An API or application programming interface, is used to pass data back and forth between software apps in a formalised way. Many services offer public APIs that allow anyone to send and receive content from the service. APIs that work over the internet using http:// URLs are referred to as web APIs. On the web, you send a request to an API to get and post information.

All your favourite apps that connect to the internet are powered by APIs. For example, social media apps use APIs to let you view and publish posts from their mobile apps. When you refresh the feed, the app makes an API request to fetch all the posts. When you “like” a post, the app makes an API request to post that data.

With the ability to make API requests in Shortcuts, you can go beyond the data that’s locally available on your device and make shortcuts that interact with any web service that has a public API. You can build custom shortcuts to gather a large amount of data and display it however you want or even send data back into the API and update the web service — if it’s possible in an API, it’s possible in the Shortcuts app.

Protocol (from the Swift programming language documentation):

A protocol defines a blueprint of methods, properties, and other requirements that suit a particular task or piece of functionality. The protocol can then be adopted by a class, structure, or enumeration to provide an actual implementation of those requirements. Any type that satisfies the requirements of a protocol is said to conform to that protocol.

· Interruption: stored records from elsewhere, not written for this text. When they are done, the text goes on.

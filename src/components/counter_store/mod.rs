//! Module `counter_store` isolates the HTTP handlers from the client API of the store
//! that actually holds the counter.
//!
//! Atomicity of `increment` is a property of the backend, the adapters never
//! coordinate anything locally beyond what the backend primitive gives them.

mod dynamodb;
mod memory;
mod postgres;

pub use dynamodb::DynamoDbCounterStore;
pub use memory::InMemoryCounterStore;
pub use postgres::PostgresCounterStore;

use async_trait::async_trait;

use crate::domain::counter::CounterKey;

#[derive(thiserror::Error, Debug)]
pub enum CounterStoreError {
    /// The store could not be reached: connection refused, dns, timeout.
    #[error("counter store is unavailable: {0}")]
    Unavailable(String),
    /// The store answered but rejected the operation: throttling, permissions, bad request.
    #[error("counter store rejected the operation: {0}")]
    Backend(String),
    /// The record exists but its count is not an integer.
    #[error("counter `{key}` holds a malformed value: {detail}")]
    Malformed { key: String, detail: String },
    #[error("counter `{0}` does not exist")]
    RecordNotFound(String),
}

#[async_trait]
pub trait CounterStore: Send + Sync {
    /// Point read. `Ok(None)` means the store answered and the record is absent.
    async fn get(&self, key: &CounterKey) -> Result<Option<i64>, CounterStoreError>;

    /// Atomically add `delta` and return the value after the update.
    /// A missing record starts from zero.
    async fn increment(&self, key: &CounterKey, delta: i64) -> Result<i64, CounterStoreError>;

    /// Like [`CounterStore::get`] but an absent record is an error.
    async fn get_existing(&self, key: &CounterKey) -> Result<i64, CounterStoreError> {
        self.get(key)
            .await?
            .ok_or_else(|| CounterStoreError::RecordNotFound(key.to_string()))
    }
}
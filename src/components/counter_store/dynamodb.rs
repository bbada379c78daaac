use async_trait::async_trait;
use aws_config::timeout::TimeoutConfig;
use aws_config::BehaviorVersion;
use aws_sdk_dynamodb::config::Region;
use aws_sdk_dynamodb::error::{DisplayErrorContext, SdkError};
use aws_sdk_dynamodb::types::{AttributeValue, ReturnValue};
use aws_sdk_dynamodb::Client;

use std::collections::HashMap;
use std::time::Duration;

use crate::configuration::DynamoDbSettings;
use crate::domain::counter::CounterKey;

use super::{CounterStore, CounterStoreError};

const COUNT_PLACEHOLDER: &str = "#count";
const DELTA_PLACEHOLDER: &str = ":incr";

/// Counter kept as a number attribute of a DynamoDB item.
///
/// `increment` is a single `UpdateItem` with an `ADD` expression, which DynamoDB applies
/// atomically and which treats a missing item or attribute as zero.
#[derive(Debug, Clone)]
pub struct DynamoDbCounterStore {
    client: Client,
    table_name: String,
    partition_key: String,
    count_attribute: String,
}

impl DynamoDbCounterStore {
    pub fn new(client: Client, settings: &DynamoDbSettings) -> Self {
        Self {
            client,
            table_name: settings.table_name.clone(),
            partition_key: settings.partition_key.clone(),
            count_attribute: settings.count_attribute.clone(),
        }
    }

    /// Build a client from the ambient AWS credential chain, pinned to the configured region.
    #[tracing::instrument(name = "Connecting DynamoDB counter store", skip(settings))]
    pub async fn connect(settings: &DynamoDbSettings, timeout: Duration) -> Self {
        let loader = aws_config::defaults(BehaviorVersion::latest())
            .region(Region::new(settings.region.clone()))
            .timeout_config(TimeoutConfig::builder().operation_timeout(timeout).build());

        // DynamoDB Local / LocalStack
        let loader = match &settings.endpoint_url {
            Some(endpoint) => loader.endpoint_url(endpoint),
            None => loader,
        };

        let sdk_config = loader.load().await;
        tracing::info!(
            region = %settings.region,
            table = %settings.table_name,
            "DynamoDB client ready"
        );

        Self::new(Client::new(&sdk_config), settings)
    }

    fn key_attribute(&self, key: &CounterKey) -> (String, AttributeValue) {
        (
            self.partition_key.clone(),
            AttributeValue::S(key.to_string()),
        )
    }
}

#[async_trait]
impl CounterStore for DynamoDbCounterStore {
    async fn get(&self, key: &CounterKey) -> Result<Option<i64>, CounterStoreError> {
        let (key_name, key_value) = self.key_attribute(key);

        let output = self
            .client
            .get_item()
            .table_name(&self.table_name)
            .key(key_name, key_value)
            .send()
            .await
            .map_err(classify_sdk_error)?;

        tracing::debug!(?output, "GetItem answered");

        let Some(item) = output.item() else {
            return Ok(None);
        };

        // Present item without the attribute yet: `ADD` would start it from zero.
        Ok(Some(read_count(key, item, &self.count_attribute)?.unwrap_or(0)))
    }

    async fn increment(&self, key: &CounterKey, delta: i64) -> Result<i64, CounterStoreError> {
        let (key_name, key_value) = self.key_attribute(key);

        let output = self
            .client
            .update_item()
            .table_name(&self.table_name)
            .key(key_name, key_value)
            .update_expression(format!("ADD {COUNT_PLACEHOLDER} {DELTA_PLACEHOLDER}"))
            .expression_attribute_names(COUNT_PLACEHOLDER, &self.count_attribute)
            .expression_attribute_values(DELTA_PLACEHOLDER, AttributeValue::N(delta.to_string()))
            .return_values(ReturnValue::UpdatedNew)
            .send()
            .await
            .map_err(classify_sdk_error)?;

        output
            .attributes()
            .map(|attributes| read_count(key, attributes, &self.count_attribute))
            .transpose()?
            .flatten()
            .ok_or_else(|| {
                CounterStoreError::Backend(format!(
                    "UpdateItem on `{key}` returned no `{}` attribute",
                    self.count_attribute
                ))
            })
    }
}

/// Connectivity problems (no response at all) are `Unavailable`, everything the service
/// answered with or that failed before dispatch is `Backend`.
fn classify_sdk_error<E, R>(err: SdkError<E, R>) -> CounterStoreError
where
    E: std::error::Error + 'static,
    R: std::fmt::Debug,
{
    let detail = DisplayErrorContext(&err).to_string();
    match err {
        SdkError::TimeoutError(_) | SdkError::DispatchFailure(_) => {
            CounterStoreError::Unavailable(detail)
        }
        _ => CounterStoreError::Backend(detail),
    }
}

fn read_count(
    key: &CounterKey,
    item: &HashMap<String, AttributeValue>,
    count_attribute: &str,
) -> Result<Option<i64>, CounterStoreError> {
    let Some(value) = item.get(count_attribute) else {
        return Ok(None);
    };

    let malformed = |detail: String| CounterStoreError::Malformed {
        key: key.to_string(),
        detail,
    };

    let number = value
        .as_n()
        .map_err(|other| malformed(format!("expected a number attribute, found {other:?}")))?;

    number
        .parse::<i64>()
        .map(Some)
        .map_err(|e| malformed(format!("`{number}` is not a 64-bit integer: {e}")))
}
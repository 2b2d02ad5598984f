use super::Bucket;
use crate::item::{ItemStatus, ScheduledItem};
use chrono::NaiveDate;
use serde::{Deserialize, Serialize};
use tracing::trace;

/// Horizontal placement of a bar inside the timeline container, in pixels.
#[derive(Debug, Clone, Copy, PartialEq, Serialize, Deserialize)]
pub struct BarPosition {
    pub left: f64,
    pub width: f64,
}

impl BarPosition {
    pub fn right(&self) -> f64 {
        self.left + self.width
    }
}

#[derive(Debug, Clone, PartialEq, Serialize, Deserialize)]
pub struct PlacedItem {
    pub item_id: String,
    pub title: String,
    pub status: ItemStatus,
    pub position: BarPosition,
    /// Filled share of the bar for the item's progress.
    pub progress_width: f64,
}

/// Width of one bucket column, or `None` when nothing can be drawn.
pub fn bucket_pixel_width(container_width: f64, bucket_count: usize) -> Option<f64> {
    if bucket_count == 0 || !container_width.is_finite() || container_width <= 0.0 {
        return None;
    }
    Some(container_width / bucket_count as f64)
}

/// Place `item` on the bucket grid.
///
/// Returns `None` when a date is missing, the dates are reversed, or neither
/// date falls inside the visible window. A bar that runs off one edge of the
/// window is clipped to the first or last bucket.
pub fn position(
    item: &ScheduledItem,
    buckets: &[Bucket],
    container_width: f64,
) -> Option<BarPosition> {
    let (start, end) = item.date_range()?;
    bucket_pixel_width(container_width, buckets.len())?;

    let (start_index, end_index) = match (bucket_index(buckets, start), bucket_index(buckets, end)) {
        (None, None) => {
            trace!(item = %item.id, "item outside visible window");
            return None;
        }
        (Some(first), Some(last)) => (first, last),
        (None, Some(last)) => (0, last),
        (Some(first), None) => (first, buckets.len() - 1),
    };

    end_index.checked_sub(start_index)?;
    let left = column_edge(start_index, buckets.len(), container_width);
    let right = column_edge(end_index + 1, buckets.len(), container_width);
    Some(BarPosition {
        left,
        width: fit_width(left, right, container_width),
    })
}

fn column_edge(index: usize, bucket_count: usize, container_width: f64) -> f64 {
    if index >= bucket_count {
        return container_width;
    }
    container_width * index as f64 / bucket_count as f64
}

// `left + width` must not pass the container edge, which plain
// subtraction can miss by an ulp.
fn fit_width(left: f64, right: f64, container_width: f64) -> f64 {
    let mut width = right - left;
    while width > 0.0 && left + width > container_width {
        width = f64::from_bits(width.to_bits() - 1);
    }
    width
}

/// Filled width for a progress percentage; out-of-range values are clamped.
pub fn progress_width(bar_width: f64, progress: i32) -> f64 {
    bar_width * f64::from(progress.clamp(0, 100)) / 100.0
}

/// Position every item that is visible, keeping input order.
pub fn place_items<'a, I>(items: I, buckets: &[Bucket], container_width: f64) -> Vec<PlacedItem>
where
    I: IntoIterator<Item = &'a ScheduledItem>,
{
    items
        .into_iter()
        .filter_map(|item| {
            let position = position(item, buckets, container_width)?;
            Some(PlacedItem {
                item_id: item.id.clone(),
                title: item.title.clone(),
                status: item.status,
                position,
                progress_width: progress_width(position.width, item.progress),
            })
        })
        .collect()
}

fn bucket_index(buckets: &[Bucket], date: NaiveDate) -> Option<usize> {
    buckets.iter().position(|bucket| bucket.contains(date))
}
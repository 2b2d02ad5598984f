use super::PersistenceResult;
use crate::{Roadmap, RoadmapMetadata, ScheduledItem, TimelineConfig};
use serde::{Deserialize, Serialize};
use std::fs::File;
use std::path::Path;
use tracing::info;

#[derive(Serialize, Deserialize)]
struct RoadmapSnapshot {
    #[serde(default)]
    metadata: RoadmapMetadata,
    #[serde(default)]
    config: TimelineConfig,
    items: Vec<ScheduledItem>,
}

impl RoadmapSnapshot {
    fn from_roadmap(roadmap: &Roadmap) -> PersistenceResult<Self> {
        let items = roadmap.items().to_vec();
        super::validate_items(&items)?;
        Ok(Self {
            metadata: roadmap.metadata().clone(),
            config: *roadmap.config(),
            items,
        })
    }

    fn into_roadmap(self) -> PersistenceResult<Roadmap> {
        Ok(Roadmap::from_parts(self.metadata, self.config, self.items)?)
    }
}

pub fn save_roadmap_to_json<P: AsRef<Path>>(roadmap: &Roadmap, path: P) -> PersistenceResult<()> {
    let snapshot = RoadmapSnapshot::from_roadmap(roadmap)?;
    let file = File::create(path.as_ref())?;
    serde_json::to_writer_pretty(file, &snapshot)?;
    info!(path = %path.as_ref().display(), items = snapshot.items.len(), "saved roadmap");
    Ok(())
}

pub fn load_roadmap_from_json<P: AsRef<Path>>(path: P) -> PersistenceResult<Roadmap> {
    let file = File::open(path.as_ref())?;
    let snapshot: RoadmapSnapshot = serde_json::from_reader(file)?;
    let roadmap = snapshot.into_roadmap()?;
    info!(path = %path.as_ref().display(), items = roadmap.len(), "loaded roadmap");
    Ok(roadmap)
}

/// Read a bare JSON array of items, as returned by the backing service's list
/// endpoint.
pub fn load_items_from_json<P: AsRef<Path>>(path: P) -> PersistenceResult<Vec<ScheduledItem>> {
    let file = File::open(path)?;
    let items: Vec<ScheduledItem> = serde_json::from_reader(file)?;
    super::validate_items(&items)?;
    Ok(items)
}
use chrono::NaiveDate;
use roadmap_tool::{
    FlagKind, ItemFilter, ItemKind, ItemStatus, ItemValidationError, Roadmap, RoadmapError,
    RoadmapMetadata, ScheduledItem, ZoomLevel,
};

fn d(y: i32, m: u32, d: u32) -> NaiveDate {
    NaiveDate::from_ymd_opt(y, m, d).unwrap()
}

fn sample_roadmap() -> Roadmap {
    let mut roadmap = Roadmap::with_metadata(RoadmapMetadata {
        name: "Checkout".into(),
        description: "Q3 checkout revamp".into(),
    });
    roadmap
        .upsert_item(ScheduledItem::new("design", "Design").with_dates(d(2024, 6, 3), d(2024, 6, 14)))
        .unwrap();
    roadmap
        .upsert_item(
            ScheduledItem::new("build", "Build")
                .with_dates(d(2024, 6, 17), d(2024, 7, 12))
                .with_dependencies(["design"])
                .with_progress(40)
                .with_status(ItemStatus::Doing),
        )
        .unwrap();
    roadmap
        .upsert_item(ScheduledItem::new("launch", "Launch").with_dependencies(["build"]))
        .unwrap();
    roadmap
}

#[test]
fn upsert_rejects_start_after_end() {
    let mut roadmap = Roadmap::new();
    let mut reversed = ScheduledItem::new("a", "A");
    reversed.start_date = Some(d(2024, 6, 20));
    reversed.end_date = Some(d(2024, 6, 1));
    let err = roadmap.upsert_item(reversed).unwrap_err();
    assert!(matches!(
        err,
        RoadmapError::InvalidItem(ItemValidationError::StartAfterEnd { .. })
    ));
    assert!(roadmap.is_empty());
}

#[test]
fn upsert_replaces_existing_item() {
    let mut roadmap = sample_roadmap();
    roadmap
        .upsert_item(ScheduledItem::new("design", "Design v2"))
        .unwrap();
    assert_eq!(roadmap.len(), 3);
    assert_eq!(roadmap.find_item("design").unwrap().title, "Design v2");
}

#[test]
fn insert_refuses_duplicate_id() {
    let mut roadmap = sample_roadmap();
    let err = roadmap
        .insert_item(ScheduledItem::new("design", "Again"))
        .unwrap_err();
    assert_eq!(err, RoadmapError::AlreadyExists("design".into()));
}

#[test]
fn delete_strips_dependency_references() {
    let mut roadmap = sample_roadmap();
    assert!(roadmap.delete_item("design"));
    assert!(!roadmap.delete_item("design"));
    assert!(roadmap.find_item("build").unwrap().dependencies.is_empty());
}

#[test]
fn update_unknown_item_is_not_found() {
    let mut roadmap = sample_roadmap();
    let err = roadmap
        .set_dates("ghost", Some(d(2024, 1, 1)), Some(d(2024, 1, 2)))
        .unwrap_err();
    assert_eq!(err, RoadmapError::NotFound("ghost".into()));
}

#[test]
fn update_that_breaks_invariants_leaves_item_untouched() {
    let mut roadmap = sample_roadmap();
    assert!(roadmap
        .set_dates("design", Some(d(2024, 7, 1)), Some(d(2024, 6, 1)))
        .is_err());
    assert_eq!(
        roadmap.find_item("design").unwrap().start_date,
        Some(d(2024, 6, 3))
    );
}

#[test]
fn timeline_view_combines_layout_and_flags() {
    let roadmap = sample_roadmap();
    let view = roadmap.timeline(d(2024, 6, 15), ZoomLevel::Month, 1400.0);

    assert_eq!(view.buckets.len(), 14);
    let ids: Vec<&str> = view.bars.iter().map(|b| b.item_id.as_str()).collect();
    assert_eq!(ids, vec!["design", "build"]);

    let build = &view.bars[1];
    // 2024-06-17 .. 2024-07-12 covers weekly buckets 3..=6
    assert_eq!(build.position.left, 300.0);
    assert_eq!(build.position.width, 400.0);
    assert_eq!(build.progress_width, 160.0);

    assert_eq!(view.summary.item_count, 3);
    assert_eq!(view.summary.placed_count, 2);
    assert_eq!(view.summary.unscheduled_count, 1);
    assert_eq!(view.summary.circular_count, 0);
    assert_eq!(view.summary.invalid_date_count, 0);
    assert_eq!(
        view.summary.to_cli_summary(),
        "items=3, placed=2, unscheduled=1"
    );
}

#[test]
fn timeline_reports_dependency_date_conflicts() {
    let mut roadmap = sample_roadmap();
    roadmap
        .set_dates("build", Some(d(2024, 6, 10)), Some(d(2024, 7, 12)))
        .unwrap();
    let view = roadmap.timeline(d(2024, 6, 15), ZoomLevel::Month, 1400.0);
    assert_eq!(view.summary.invalid_date_count, 1);
    assert!(view
        .flags
        .iter()
        .any(|f| f.item_id == "build" && f.kind == FlagKind::InvalidDependencyDates));
}

#[test]
fn dependency_order_follows_chain() {
    let roadmap = sample_roadmap();
    assert_eq!(
        roadmap.dependency_order().unwrap(),
        vec!["design".to_string(), "build".to_string(), "launch".to_string()]
    );
}

fn two_product_roadmap() -> Roadmap {
    let mut roadmap = Roadmap::new();
    roadmap
        .upsert_item(
            ScheduledItem::new("api", "Public API")
                .with_dates(d(2024, 6, 3), d(2024, 6, 21))
                .with_product("platform"),
        )
        .unwrap();
    roadmap
        .upsert_item(
            ScheduledItem::new("sdk", "SDK docs")
                .with_dates(d(2024, 6, 10), d(2024, 6, 28))
                .with_dependencies(["api"])
                .with_kind(ItemKind::Story)
                .with_product("platform"),
        )
        .unwrap();
    roadmap
        .upsert_item(ScheduledItem::new("cart", "Cart").with_product("shop"))
        .unwrap();
    roadmap
}

#[test]
fn filtered_items_select_by_kind_and_product() {
    let roadmap = two_product_roadmap();
    let ids = |filter: ItemFilter| -> Vec<String> {
        roadmap
            .filtered_items(&filter)
            .map(|item| item.id.clone())
            .collect()
    };
    assert_eq!(ids(ItemFilter::new()), vec!["api", "sdk", "cart"]);
    assert_eq!(ids(ItemFilter::new().with_product("platform")), vec!["api", "sdk"]);
    assert_eq!(ids(ItemFilter::new().with_kind(ItemKind::Story)), vec!["sdk"]);
    assert_eq!(
        ids(ItemFilter::new().with_kind(ItemKind::Feature).with_product("shop")),
        vec!["cart"]
    );
    assert!(ids(ItemFilter::new().with_product("billing")).is_empty());
}

#[test]
fn filtered_timeline_keeps_flags_of_selected_items_only() {
    let roadmap = two_product_roadmap();

    let stories = roadmap.filtered_timeline(
        d(2024, 6, 15),
        ZoomLevel::Month,
        1400.0,
        &ItemFilter::new().with_kind(ItemKind::Story),
    );
    assert_eq!(stories.bars.len(), 1);
    assert_eq!(stories.bars[0].item_id, "sdk");
    // sdk depends on api, which is filtered out but still checked
    assert_eq!(stories.flags.len(), 1);
    assert_eq!(stories.flags[0].item_id, "sdk");
    assert_eq!(stories.summary.item_count, 1);
    assert_eq!(stories.summary.invalid_date_count, 1);

    let shop = roadmap.filtered_timeline(
        d(2024, 6, 15),
        ZoomLevel::Month,
        1400.0,
        &ItemFilter::new().with_product("shop"),
    );
    assert!(shop.bars.is_empty());
    assert!(shop.flags.is_empty());
    assert_eq!(shop.summary.unscheduled_count, 1);

    let all = roadmap.timeline(d(2024, 6, 15), ZoomLevel::Month, 1400.0);
    assert_eq!(all.summary.item_count, 3);
    assert_eq!(all.bars.len(), 2);
}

In addition to specifying requirements that conforming types must implement, you can extend a protocol to implement some of these requirements or to implement additional functionality that conforming types can take advantage of.

Hope that helps.

It might be wrong, but I like to think APIs are like “pre-coded functions” that are made available on a server, and that you get to call from your device via the Internet and often via the HTTP protocol.

A protocol is just how the communication between your phone and the server is formatted. Like, when you send a postal letter we all agree that the address should be written on the enveloppe - that’s kind of a protocol.

To take Chris Parker’s social media example, we could imagine there’s a “function” to like a post, a “function” to retrieve the latest posts to refresh your feed… So your phone kind of “sends a letter” (aka a request via HTTP protocol) to the server saying “hey I want to call the function to like this post” (PUT request of the API)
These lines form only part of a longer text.